**Task item**
Please tally the lines of the listing that follows where the word "lattices" appears, and reply with the number only.
*** Begin section ***
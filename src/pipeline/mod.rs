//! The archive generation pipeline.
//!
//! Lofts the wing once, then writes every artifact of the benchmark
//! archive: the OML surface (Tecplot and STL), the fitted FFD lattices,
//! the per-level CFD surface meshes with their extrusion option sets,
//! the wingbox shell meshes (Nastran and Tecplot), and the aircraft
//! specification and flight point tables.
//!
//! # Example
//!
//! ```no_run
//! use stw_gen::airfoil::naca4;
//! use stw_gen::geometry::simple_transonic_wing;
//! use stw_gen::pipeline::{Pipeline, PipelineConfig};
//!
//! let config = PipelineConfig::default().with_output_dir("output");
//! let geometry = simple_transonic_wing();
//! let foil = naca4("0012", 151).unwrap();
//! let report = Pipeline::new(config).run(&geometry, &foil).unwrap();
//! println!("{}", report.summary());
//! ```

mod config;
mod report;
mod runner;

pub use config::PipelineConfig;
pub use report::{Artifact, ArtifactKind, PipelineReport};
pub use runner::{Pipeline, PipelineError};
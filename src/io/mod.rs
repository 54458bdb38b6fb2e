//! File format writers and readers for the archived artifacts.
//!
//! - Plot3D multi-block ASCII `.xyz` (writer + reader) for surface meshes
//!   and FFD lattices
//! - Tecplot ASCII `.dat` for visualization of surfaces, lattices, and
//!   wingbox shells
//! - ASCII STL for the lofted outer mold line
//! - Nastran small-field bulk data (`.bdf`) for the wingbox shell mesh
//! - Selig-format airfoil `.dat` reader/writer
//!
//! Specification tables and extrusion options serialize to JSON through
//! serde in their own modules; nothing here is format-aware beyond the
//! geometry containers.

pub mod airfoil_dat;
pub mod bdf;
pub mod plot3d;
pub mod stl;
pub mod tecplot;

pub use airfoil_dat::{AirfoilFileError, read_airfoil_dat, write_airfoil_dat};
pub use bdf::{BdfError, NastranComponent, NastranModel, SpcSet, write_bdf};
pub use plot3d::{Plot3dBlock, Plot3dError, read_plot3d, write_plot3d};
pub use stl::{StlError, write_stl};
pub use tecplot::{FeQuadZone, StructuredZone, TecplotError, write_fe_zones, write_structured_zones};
*** End section ***
**Solution below**
3